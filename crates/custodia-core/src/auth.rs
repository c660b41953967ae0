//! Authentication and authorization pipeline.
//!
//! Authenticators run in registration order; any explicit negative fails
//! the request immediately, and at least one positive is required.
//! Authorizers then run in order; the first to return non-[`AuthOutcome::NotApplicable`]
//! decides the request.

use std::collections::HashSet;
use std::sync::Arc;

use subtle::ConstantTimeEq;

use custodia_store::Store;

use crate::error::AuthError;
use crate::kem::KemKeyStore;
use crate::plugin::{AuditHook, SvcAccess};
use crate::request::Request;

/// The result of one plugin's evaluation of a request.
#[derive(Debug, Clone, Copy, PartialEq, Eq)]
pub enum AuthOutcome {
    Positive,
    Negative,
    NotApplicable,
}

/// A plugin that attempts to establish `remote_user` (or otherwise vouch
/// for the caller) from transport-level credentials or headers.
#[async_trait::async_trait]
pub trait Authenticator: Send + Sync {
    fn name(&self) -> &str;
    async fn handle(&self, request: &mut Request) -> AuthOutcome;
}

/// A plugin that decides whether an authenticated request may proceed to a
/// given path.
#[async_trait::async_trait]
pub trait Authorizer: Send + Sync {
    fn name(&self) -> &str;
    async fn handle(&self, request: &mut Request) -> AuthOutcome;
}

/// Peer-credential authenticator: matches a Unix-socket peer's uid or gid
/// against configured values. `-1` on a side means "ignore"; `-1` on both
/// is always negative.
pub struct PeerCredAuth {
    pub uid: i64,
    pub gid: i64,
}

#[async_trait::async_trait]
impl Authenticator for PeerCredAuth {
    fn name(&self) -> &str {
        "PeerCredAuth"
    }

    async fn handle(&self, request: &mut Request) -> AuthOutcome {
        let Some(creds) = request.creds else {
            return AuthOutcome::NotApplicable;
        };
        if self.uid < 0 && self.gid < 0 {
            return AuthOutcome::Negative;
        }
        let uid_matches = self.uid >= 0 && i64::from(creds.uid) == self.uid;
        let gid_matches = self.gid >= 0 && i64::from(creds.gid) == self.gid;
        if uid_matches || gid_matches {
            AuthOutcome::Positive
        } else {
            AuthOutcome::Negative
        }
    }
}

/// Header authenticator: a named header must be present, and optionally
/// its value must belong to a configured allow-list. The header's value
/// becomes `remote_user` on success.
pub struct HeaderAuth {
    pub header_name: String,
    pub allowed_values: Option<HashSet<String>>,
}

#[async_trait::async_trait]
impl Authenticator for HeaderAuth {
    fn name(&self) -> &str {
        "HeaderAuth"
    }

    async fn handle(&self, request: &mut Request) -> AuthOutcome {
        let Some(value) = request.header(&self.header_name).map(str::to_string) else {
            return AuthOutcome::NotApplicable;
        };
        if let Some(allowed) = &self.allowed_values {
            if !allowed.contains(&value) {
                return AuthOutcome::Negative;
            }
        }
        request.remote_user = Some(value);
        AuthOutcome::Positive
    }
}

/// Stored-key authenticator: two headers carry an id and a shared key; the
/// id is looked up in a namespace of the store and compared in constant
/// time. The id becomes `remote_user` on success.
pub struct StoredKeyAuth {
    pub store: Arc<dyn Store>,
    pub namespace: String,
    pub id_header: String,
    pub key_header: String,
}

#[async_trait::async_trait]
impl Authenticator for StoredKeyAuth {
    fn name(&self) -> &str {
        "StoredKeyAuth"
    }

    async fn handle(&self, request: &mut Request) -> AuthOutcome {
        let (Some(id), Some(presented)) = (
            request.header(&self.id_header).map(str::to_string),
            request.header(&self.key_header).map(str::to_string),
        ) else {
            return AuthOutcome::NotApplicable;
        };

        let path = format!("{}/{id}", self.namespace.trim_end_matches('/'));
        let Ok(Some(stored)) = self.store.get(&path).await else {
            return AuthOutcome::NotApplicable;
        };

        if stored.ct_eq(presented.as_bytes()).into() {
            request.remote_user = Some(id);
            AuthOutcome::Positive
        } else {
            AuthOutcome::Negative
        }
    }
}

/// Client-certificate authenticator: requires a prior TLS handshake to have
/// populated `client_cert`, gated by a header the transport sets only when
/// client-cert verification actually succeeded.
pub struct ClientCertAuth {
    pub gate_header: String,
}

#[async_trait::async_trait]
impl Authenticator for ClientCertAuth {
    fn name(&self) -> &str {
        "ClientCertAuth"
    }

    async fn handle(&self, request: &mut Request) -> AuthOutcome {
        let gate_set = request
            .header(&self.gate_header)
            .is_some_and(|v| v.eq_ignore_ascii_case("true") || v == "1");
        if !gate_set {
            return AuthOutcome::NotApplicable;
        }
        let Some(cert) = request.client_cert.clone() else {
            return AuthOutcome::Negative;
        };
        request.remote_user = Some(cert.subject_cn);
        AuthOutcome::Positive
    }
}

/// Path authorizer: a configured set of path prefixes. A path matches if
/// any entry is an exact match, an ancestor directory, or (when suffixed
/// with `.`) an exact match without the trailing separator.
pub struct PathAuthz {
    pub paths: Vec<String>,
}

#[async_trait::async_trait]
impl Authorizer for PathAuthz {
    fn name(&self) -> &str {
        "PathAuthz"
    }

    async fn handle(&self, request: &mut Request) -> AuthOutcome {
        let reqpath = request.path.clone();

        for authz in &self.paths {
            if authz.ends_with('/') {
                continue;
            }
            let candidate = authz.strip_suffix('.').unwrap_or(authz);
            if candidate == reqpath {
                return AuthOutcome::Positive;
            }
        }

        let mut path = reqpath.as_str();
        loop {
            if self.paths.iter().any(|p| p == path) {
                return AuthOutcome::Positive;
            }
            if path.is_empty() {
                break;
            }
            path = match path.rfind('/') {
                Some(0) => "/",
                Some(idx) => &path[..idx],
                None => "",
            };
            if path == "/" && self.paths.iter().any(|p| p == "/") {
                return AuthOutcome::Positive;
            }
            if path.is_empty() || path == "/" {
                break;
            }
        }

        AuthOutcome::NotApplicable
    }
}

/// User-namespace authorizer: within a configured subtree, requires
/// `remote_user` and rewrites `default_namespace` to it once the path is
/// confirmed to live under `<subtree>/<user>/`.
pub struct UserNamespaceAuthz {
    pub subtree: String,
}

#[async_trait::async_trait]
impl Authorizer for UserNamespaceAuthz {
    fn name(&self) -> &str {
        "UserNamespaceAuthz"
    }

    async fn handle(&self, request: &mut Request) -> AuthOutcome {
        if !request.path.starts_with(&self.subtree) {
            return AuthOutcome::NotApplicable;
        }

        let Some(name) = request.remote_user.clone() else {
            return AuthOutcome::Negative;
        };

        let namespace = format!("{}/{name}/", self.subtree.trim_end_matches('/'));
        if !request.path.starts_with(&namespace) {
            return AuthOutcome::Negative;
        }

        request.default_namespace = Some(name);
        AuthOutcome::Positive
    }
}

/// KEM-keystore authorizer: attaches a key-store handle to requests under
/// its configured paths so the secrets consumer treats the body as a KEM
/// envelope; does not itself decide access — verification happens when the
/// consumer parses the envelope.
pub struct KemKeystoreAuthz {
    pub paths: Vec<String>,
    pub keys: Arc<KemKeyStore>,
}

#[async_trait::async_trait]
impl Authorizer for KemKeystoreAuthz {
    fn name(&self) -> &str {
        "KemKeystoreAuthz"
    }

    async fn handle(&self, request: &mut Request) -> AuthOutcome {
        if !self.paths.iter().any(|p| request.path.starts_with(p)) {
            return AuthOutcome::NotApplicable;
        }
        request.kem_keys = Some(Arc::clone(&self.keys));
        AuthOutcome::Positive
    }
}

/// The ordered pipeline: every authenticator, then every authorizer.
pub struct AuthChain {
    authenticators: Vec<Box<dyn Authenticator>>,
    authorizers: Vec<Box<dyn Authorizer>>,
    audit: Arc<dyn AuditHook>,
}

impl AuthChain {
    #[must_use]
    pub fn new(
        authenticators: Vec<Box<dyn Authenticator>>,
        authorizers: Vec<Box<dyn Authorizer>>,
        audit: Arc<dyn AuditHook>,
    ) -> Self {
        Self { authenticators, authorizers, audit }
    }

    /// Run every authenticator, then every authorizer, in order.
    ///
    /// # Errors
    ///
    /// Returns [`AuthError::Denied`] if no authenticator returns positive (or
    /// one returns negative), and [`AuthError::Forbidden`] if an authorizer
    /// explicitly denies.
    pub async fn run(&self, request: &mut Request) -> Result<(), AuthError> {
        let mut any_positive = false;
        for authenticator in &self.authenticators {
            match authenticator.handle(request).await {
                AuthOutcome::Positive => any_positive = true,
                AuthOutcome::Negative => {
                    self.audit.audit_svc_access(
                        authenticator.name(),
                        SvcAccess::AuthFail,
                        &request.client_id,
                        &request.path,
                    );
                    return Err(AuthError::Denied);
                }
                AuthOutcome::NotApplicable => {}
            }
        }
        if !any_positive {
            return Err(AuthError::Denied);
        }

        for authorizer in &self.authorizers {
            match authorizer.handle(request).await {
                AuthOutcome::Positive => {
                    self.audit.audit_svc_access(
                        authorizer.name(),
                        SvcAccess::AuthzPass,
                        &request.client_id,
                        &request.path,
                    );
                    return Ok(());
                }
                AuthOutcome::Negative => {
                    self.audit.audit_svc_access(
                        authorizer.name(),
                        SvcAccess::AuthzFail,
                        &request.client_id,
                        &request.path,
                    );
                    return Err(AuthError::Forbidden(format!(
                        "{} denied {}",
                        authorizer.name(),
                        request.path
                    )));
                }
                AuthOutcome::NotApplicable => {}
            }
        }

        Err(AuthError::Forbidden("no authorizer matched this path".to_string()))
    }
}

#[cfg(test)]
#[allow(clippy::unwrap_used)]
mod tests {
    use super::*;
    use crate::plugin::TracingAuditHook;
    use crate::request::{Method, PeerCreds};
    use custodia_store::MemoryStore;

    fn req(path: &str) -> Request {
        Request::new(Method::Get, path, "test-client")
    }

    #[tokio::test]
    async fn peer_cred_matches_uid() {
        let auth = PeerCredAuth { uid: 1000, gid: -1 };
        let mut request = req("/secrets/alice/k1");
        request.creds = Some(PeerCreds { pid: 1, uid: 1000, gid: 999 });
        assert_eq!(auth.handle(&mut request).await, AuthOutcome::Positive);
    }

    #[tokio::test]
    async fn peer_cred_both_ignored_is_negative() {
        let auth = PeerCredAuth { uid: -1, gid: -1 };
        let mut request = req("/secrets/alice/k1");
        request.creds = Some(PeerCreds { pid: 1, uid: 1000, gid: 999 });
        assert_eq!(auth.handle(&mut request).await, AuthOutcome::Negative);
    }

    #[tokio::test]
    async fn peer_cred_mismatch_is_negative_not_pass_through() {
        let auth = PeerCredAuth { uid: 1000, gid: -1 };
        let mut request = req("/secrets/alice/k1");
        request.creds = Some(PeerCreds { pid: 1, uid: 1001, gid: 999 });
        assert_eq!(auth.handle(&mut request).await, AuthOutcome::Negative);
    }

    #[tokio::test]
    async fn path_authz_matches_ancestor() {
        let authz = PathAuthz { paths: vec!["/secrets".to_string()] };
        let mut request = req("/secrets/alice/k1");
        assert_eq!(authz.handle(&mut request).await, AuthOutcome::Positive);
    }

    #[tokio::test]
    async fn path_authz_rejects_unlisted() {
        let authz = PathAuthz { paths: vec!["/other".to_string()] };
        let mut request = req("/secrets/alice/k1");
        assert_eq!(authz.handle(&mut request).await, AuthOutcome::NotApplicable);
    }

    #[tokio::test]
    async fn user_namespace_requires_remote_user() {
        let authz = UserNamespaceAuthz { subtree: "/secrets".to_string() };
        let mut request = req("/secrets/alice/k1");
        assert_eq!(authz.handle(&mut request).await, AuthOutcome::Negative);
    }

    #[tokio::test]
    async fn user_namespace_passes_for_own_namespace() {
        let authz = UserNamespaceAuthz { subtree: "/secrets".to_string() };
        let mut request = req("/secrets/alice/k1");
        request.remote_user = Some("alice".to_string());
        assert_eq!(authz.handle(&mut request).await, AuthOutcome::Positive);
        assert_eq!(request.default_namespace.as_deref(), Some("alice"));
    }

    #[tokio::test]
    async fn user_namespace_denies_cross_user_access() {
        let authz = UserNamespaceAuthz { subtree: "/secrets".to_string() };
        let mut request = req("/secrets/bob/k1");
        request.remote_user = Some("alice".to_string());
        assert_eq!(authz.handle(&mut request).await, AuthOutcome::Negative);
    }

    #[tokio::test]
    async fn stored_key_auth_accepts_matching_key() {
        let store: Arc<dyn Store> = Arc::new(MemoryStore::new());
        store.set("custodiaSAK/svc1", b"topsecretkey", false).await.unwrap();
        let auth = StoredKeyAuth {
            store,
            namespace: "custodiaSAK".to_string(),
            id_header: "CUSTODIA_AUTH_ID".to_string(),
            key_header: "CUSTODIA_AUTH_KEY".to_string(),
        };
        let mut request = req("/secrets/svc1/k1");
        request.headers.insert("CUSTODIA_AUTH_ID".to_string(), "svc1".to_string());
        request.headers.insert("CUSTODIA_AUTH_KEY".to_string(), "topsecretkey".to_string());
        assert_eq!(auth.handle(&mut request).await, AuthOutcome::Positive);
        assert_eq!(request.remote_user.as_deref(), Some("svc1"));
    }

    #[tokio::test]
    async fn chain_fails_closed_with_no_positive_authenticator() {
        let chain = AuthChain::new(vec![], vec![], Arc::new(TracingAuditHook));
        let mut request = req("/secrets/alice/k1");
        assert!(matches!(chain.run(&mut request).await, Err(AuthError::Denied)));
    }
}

Required action |
Which lines in the records above contain the string "true"? Copy them.

Task output |
            .is_some_and(|v| v.eq_ignore_ascii_case("true") || v == "1");
                AuthOutcome::Positive => any_positive = true,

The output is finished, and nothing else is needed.